Compaction: LSM Tree Maintenance

LSM trees trade immediate write costs for deferred maintenance. Every write goes to an in-memory buffer, which periodically flushes to disk as an immutable SSTable. This design gives you excellent...

Key Insights

  • Compaction is the garbage collector of LSM trees—without it, read performance degrades linearly with write volume as queries must scan ever-growing numbers of SSTables
  • The choice between size-tiered and leveled compaction represents a fundamental tradeoff: write amplification versus read/space amplification, with no universally correct answer
  • Compaction scheduling is as important as the algorithm itself; falling behind on compaction creates a debt spiral that’s difficult to recover from under load

Introduction to LSM Tree Compaction

LSM trees trade immediate write costs for deferred maintenance. Every write goes to an in-memory buffer, which periodically flushes to disk as an immutable SSTable. This design gives you excellent write throughput, but there’s a catch: you’re accumulating technical debt with every flush.

Compaction is how you pay that debt. It merges multiple SSTables into fewer, larger ones—eliminating duplicate keys, applying tombstones, and reclaiming space. Without compaction, your LSM tree becomes a write-only data structure that’s increasingly expensive to read.

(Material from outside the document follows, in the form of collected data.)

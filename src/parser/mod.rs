//! Parser module
//!
//! Turns tokens into one [`Expression`] tree per top-level form.

mod ast;
mod sexpr_parser;

pub use ast::{Expression, Keyword, Number};
pub use sexpr_parser::{parse, parse_expression, SExprParser};
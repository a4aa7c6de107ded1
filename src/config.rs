//! # Configuration Module
//!
//! Handles loading and validating configuration from TOML files.

use serde::de::Error;
use serde::Deserialize;
use std::fs;
use std::net::Ipv4Addr;
use std::path::Path;
use std::time::Duration;

use crate::error::{BridgeError, Result};
use crate::link::LinkTimings;

/// Main configuration structure
#[derive(Debug, Deserialize, Clone)]
pub struct Config {
    pub serial: SerialConfig,
    #[serde(default)]
    pub link: LinkConfig,
    #[serde(default)]
    pub network: NetworkConfig,
    #[serde(default)]
    pub logging: LoggingConfig,
}

/// Serial port configuration
#[derive(Debug, Deserialize, Clone)]
pub struct SerialConfig {
    #[serde(default = "default_serial_port")]
    pub port: String,

    #[serde(default = "default_baud_rate")]
    pub baud_rate: u32,

    /// Period of the link poll loop
    #[serde(default = "default_poll_interval_us")]
    pub poll_interval_us: u64,

    /// Sampling period of the peer's ready line
    #[serde(default = "default_ready_line_poll_us")]
    pub ready_line_poll_us: u64,
}

/// Link timing configuration
#[derive(Debug, Deserialize, Clone)]
pub struct LinkConfig {
    #[serde(default = "default_frame_timeout_ms")]
    pub frame_timeout_ms: u64,

    #[serde(default = "default_ready_timeout_ms")]
    pub ready_timeout_ms: u64,

    #[serde(default = "default_status_interval_ms")]
    pub status_interval_ms: u64,
}

/// UDP relay configuration
#[derive(Debug, Deserialize, Clone)]
pub struct NetworkConfig {
    #[serde(default = "default_bind_addr")]
    pub bind_addr: String,
}

/// Log output configuration
#[derive(Debug, Deserialize, Clone)]
pub struct LoggingConfig {
    /// Directory for the log file; empty logs to stdout only
    #[serde(default)]
    pub dir: String,

    #[serde(default = "default_log_file")]
    pub file: String,
}

impl Default for LinkConfig {
    fn default() -> Self {
        Self {
            frame_timeout_ms: default_frame_timeout_ms(),
            ready_timeout_ms: default_ready_timeout_ms(),
            status_interval_ms: default_status_interval_ms(),
        }
    }
}

impl Default for NetworkConfig {
    fn default() -> Self {
        Self { bind_addr: default_bind_addr() }
    }
}

impl Default for LoggingConfig {
    fn default() -> Self {
        Self {
            dir: String::new(),
            file: default_log_file(),
        }
    }
}

/// Baud rates the co-processor UART supports
pub const VALID_BAUD_RATES: [u32; 6] = [115_200, 230_400, 460_800, 921_600, 2_000_000, 4_000_000];

// Default value functions
fn default_serial_port() -> String { "/dev/ttyUSB0".to_string() }
fn default_baud_rate() -> u32 { 4_000_000 }
fn default_poll_interval_us() -> u64 { 1000 }
fn default_ready_line_poll_us() -> u64 { 100 }

fn default_frame_timeout_ms() -> u64 { 20 }
fn default_ready_timeout_ms() -> u64 { 50 }
fn default_status_interval_ms() -> u64 { 1000 }

fn default_bind_addr() -> String { "0.0.0.0".to_string() }

fn default_log_file() -> String { "wifi-bridge.log".to_string() }

fn invalid(msg: impl std::fmt::Display) -> BridgeError {
    BridgeError::Config(toml::de::Error::custom(msg))
}

fn check_range(name: &str, value: u64, min: u64, max: u64) -> Result<()> {
    if value < min || value > max {
        return Err(invalid(format!("{} must be between {} and {}", name, min, max)));
    }
    Ok(())
}

impl Config {
    /// Load configuration from a TOML file
    ///
    /// # Errors
    ///
    /// Returns error if:
    /// - File cannot be read
    /// - TOML parsing fails
    /// - Validation fails
    ///
    /// # Examples
    ///
    /// ```no_run
    /// use wifi_bridge::config::Config;
    ///
    /// let config = Config::load("config/default.toml")?;
    /// # Ok::<(), Box<dyn std::error::Error>>(())
    /// ```
    pub fn load<P: AsRef<Path>>(path: P) -> Result<Self> {
        let contents = fs::read_to_string(path)?;
        let config: Config = toml::from_str(&contents)?;
        config.validate()?;
        Ok(config)
    }

    /// Validate configuration values
    ///
    /// # Errors
    ///
    /// Returns error if any configuration value is out of valid range
    fn validate(&self) -> Result<()> {
        if self.serial.port.is_empty() {
            return Err(invalid("serial port cannot be empty"));
        }

        if !VALID_BAUD_RATES.contains(&self.serial.baud_rate) {
            return Err(invalid(format!(
                "baud_rate must be one of: {}",
                VALID_BAUD_RATES.map(|b| b.to_string()).join(", ")
            )));
        }

        check_range("poll_interval_us", self.serial.poll_interval_us, 50, 100_000)?;
        check_range("ready_line_poll_us", self.serial.ready_line_poll_us, 10, 10_000)?;

        check_range("frame_timeout_ms", self.link.frame_timeout_ms, 1, 1000)?;
        check_range("ready_timeout_ms", self.link.ready_timeout_ms, 1, 10_000)?;
        check_range("status_interval_ms", self.link.status_interval_ms, 10, 60_000)?;

        self.bind_addr()?;

        if !self.logging.dir.is_empty() && self.logging.file.is_empty() {
            return Err(invalid("logging file cannot be empty when dir is set"));
        }

        Ok(())
    }

    /// Link timing parameters
    pub fn timings(&self) -> LinkTimings {
        LinkTimings {
            frame_timeout: Duration::from_millis(self.link.frame_timeout_ms),
            ready_timeout: Duration::from_millis(self.link.ready_timeout_ms),
            status_interval: Duration::from_millis(self.link.status_interval_ms),
        }
    }

    /// Local address for the UDP relay sockets
    pub fn bind_addr(&self) -> Result<Ipv4Addr> {
        self.network
            .bind_addr
            .parse()
            .map_err(|_| invalid(format!("bind_addr '{}' is not an IPv4 address", self.network.bind_addr)))
    }
}

#[cfg(test)]
mod tests {
    use super::*;
    use std::io::Write;
    use tempfile::NamedTempFile;

    fn create_valid_config() -> Config {
        Config {
            serial: SerialConfig {
                port: default_serial_port(),
                baud_rate: default_baud_rate(),
                poll_interval_us: default_poll_interval_us(),
                ready_line_poll_us: default_ready_line_poll_us(),
            },
            link: LinkConfig::default(),
            network: NetworkConfig::default(),
            logging: LoggingConfig::default(),
        }
    }

    fn load_str(toml_content: &str) -> Result<Config> {
        let mut temp_file = NamedTempFile::new().unwrap();
        temp_file.write_all(toml_content.as_bytes()).unwrap();
        temp_file.flush().unwrap();
        Config::load(temp_file.path())
    }

    #[test]
    fn test_default_config() {
        assert!(create_valid_config().validate().is_ok());
    }

    #[test]
    fn test_load_minimal_config() {
        let config = load_str("[serial]\nport = \"/dev/ttyS1\"\n").unwrap();

        assert_eq!(config.serial.port, "/dev/ttyS1");
        assert_eq!(config.serial.baud_rate, 4_000_000);
        assert_eq!(config.link.frame_timeout_ms, 20);
        assert_eq!(config.network.bind_addr, "0.0.0.0");
        assert!(config.logging.dir.is_empty());
    }

    #[test]
    fn test_load_full_config() {
        let config = load_str(
            r#"
[serial]
port = "/dev/ttyAMA0"
baud_rate = 921600
poll_interval_us = 500

[link]
frame_timeout_ms = 30
status_interval_ms = 2000

[network]
bind_addr = "192.168.4.1"

[logging]
dir = "/var/log/wifi-bridge"
"#,
        )
        .unwrap();

        let timings = config.timings();
        assert_eq!(timings.frame_timeout, Duration::from_millis(30));
        assert_eq!(timings.ready_timeout, Duration::from_millis(50));
        assert_eq!(timings.status_interval, Duration::from_secs(2));
        assert_eq!(config.bind_addr().unwrap(), Ipv4Addr::new(192, 168, 4, 1));
        assert_eq!(config.logging.file, "wifi-bridge.log");
    }

    #[test]
    fn test_load_invalid_toml() {
        let result = load_str("[serial\nport = ");
        assert!(matches!(result, Err(BridgeError::Config(_))));
    }

    #[test]
    fn test_load_missing_file() {
        let result = Config::load("/nonexistent/wifi-bridge.toml");
        assert!(matches!(result, Err(BridgeError::Io(_))));
    }

    #[test]
    fn test_empty_serial_port() {
        let mut config = create_valid_config();
        config.serial.port = String::new();
        assert!(config.validate().is_err());
    }

    #[test]
    fn test_invalid_baud_rate() {
        let mut config = create_valid_config();
        config.serial.baud_rate = 9600;
        assert!(config.validate().is_err());
    }

    #[test]
    fn test_valid_baud_rates() {
        for &baud in &VALID_BAUD_RATES {
            let mut config = create_valid_config();
            config.serial.baud_rate = baud;
            assert!(config.validate().is_ok(), "Baud rate {} should be valid", baud);
        }
    }

    #[test]
    fn test_poll_interval_bounds() {
        let mut config = create_valid_config();
        config.serial.poll_interval_us = 49;
        assert!(config.validate().is_err());

        config.serial.poll_interval_us = 100_001;
        assert!(config.validate().is_err());

        config.serial.poll_interval_us = 50;
        assert!(config.validate().is_ok());
    }

    #[test]
    fn test_ready_line_poll_bounds() {
        let mut config = create_valid_config();
        config.serial.ready_line_poll_us = 9;
        assert!(config.validate().is_err());

        config.serial.ready_line_poll_us = 10_001;
        assert!(config.validate().is_err());
    }

    #[test]
    fn test_frame_timeout_zero() {
        let mut config = create_valid_config();
        config.link.frame_timeout_ms = 0;
        assert!(config.validate().is_err());
    }

    #[test]
    fn test_frame_timeout_too_high() {
        let mut config = create_valid_config();
        config.link.frame_timeout_ms = 1001;
        assert!(config.validate().is_err());
    }

    #[test]
    fn test_ready_timeout_too_high() {
        let mut config = create_valid_config();
        config.link.ready_timeout_ms = 10_001;
        assert!(config.validate().is_err());
    }

    #[test]
    fn test_status_interval_too_low() {
        let mut config = create_valid_config();
        config.link.status_interval_ms = 9;
        assert!(config.validate().is_err());
    }

    #[test]
    fn test_invalid_bind_addr() {
        let mut config = create_valid_config();
        config.network.bind_addr = "not-an-ip".to_string();
        assert!(config.validate().is_err());

        config.network.bind_addr = "::1".to_string();
        assert!(config.validate().is_err());
    }

    #[test]
    fn test_log_dir_without_file() {
        let mut config = create_valid_config();
        config.logging.dir = "./logs".to_string();
        config.logging.file = String::new();
        assert!(config.validate().is_err());

        config.logging.dir = String::new();
        assert!(config.validate().is_ok());
    }

    #[test]
    fn test_default_functions() {
        assert_eq!(default_serial_port(), "/dev/ttyUSB0");
        assert_eq!(default_baud_rate(), 4_000_000);
        assert_eq!(default_poll_interval_us(), 1000);
        assert_eq!(default_ready_line_poll_us(), 100);
        assert_eq!(default_frame_timeout_ms(), 20);
        assert_eq!(default_ready_timeout_ms(), 50);
        assert_eq!(default_status_interval_ms(), 1000);
        assert_eq!(default_bind_addr(), "0.0.0.0");
        assert_eq!(default_log_file(), "wifi-bridge.log");
    }

    #[test]
    fn test_default_timings_match_link() {
        assert_eq!(create_valid_config().timings(), LinkTimings::default());
    }
}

This isn’t optional maintenance. It’s a core part of the system that determines whether your database remains performant or slowly suffocates under its own weight.

The Compaction Problem

Consider what happens to reads as SSTables accumulate. A point lookup for a key might exist in any SSTable, so you must check them all (or at least until you find the key). Even with bloom filters eliminating most false positives, the overhead grows.

import random
import time

class SimulatedLSMTree:
    """Demonstrates read degradation without compaction."""
    
    def __init__(self):
        self.sstables = []  # List of dicts, each representing an SSTable
        self.bloom_filter_fp_rate = 0.01  # 1% false positive rate
    
    def flush_memtable(self, data: dict):
        """Simulate flushing a memtable to a new SSTable."""
        self.sstables.append(data.copy())
    
    def get(self, key: str) -> tuple[str | None, int]:
        """
        Look up a key, returning (value, sstables_checked).
        Searches newest to oldest, stopping when key is found.
        """
        sstables_checked = 0
        
        for sstable in reversed(self.sstables):
            # Bloom filter check - might have false positives
            key_might_exist = key in sstable or random.random() < self.bloom_filter_fp_rate
            
            if key_might_exist:
                sstables_checked += 1
                if key in sstable:
                    return sstable[key], sstables_checked
        
        return None, sstables_checked

# Simulate write-heavy workload without compaction
lsm = SimulatedLSMTree()

for i in range(100):
    # Each flush creates a new SSTable with 1000 keys
    data = {f"key_{j}": f"value_{i}_{j}" for j in range(1000)}
    lsm.flush_memtable(data)

# Measure read latency as SSTable count grows
for sstable_count in [10, 25, 50, 100]:
    lsm.sstables = lsm.sstables[:sstable_count]
    
    total_checked = 0
    lookups = 1000
    for _ in range(lookups):
        _, checked = lsm.get(f"key_{random.randint(0, 999)}")
        total_checked += checked
    
    avg_checked = total_checked / lookups
    print(f"SSTables: {sstable_count:3d} | Avg SSTables checked per read: {avg_checked:.1f}")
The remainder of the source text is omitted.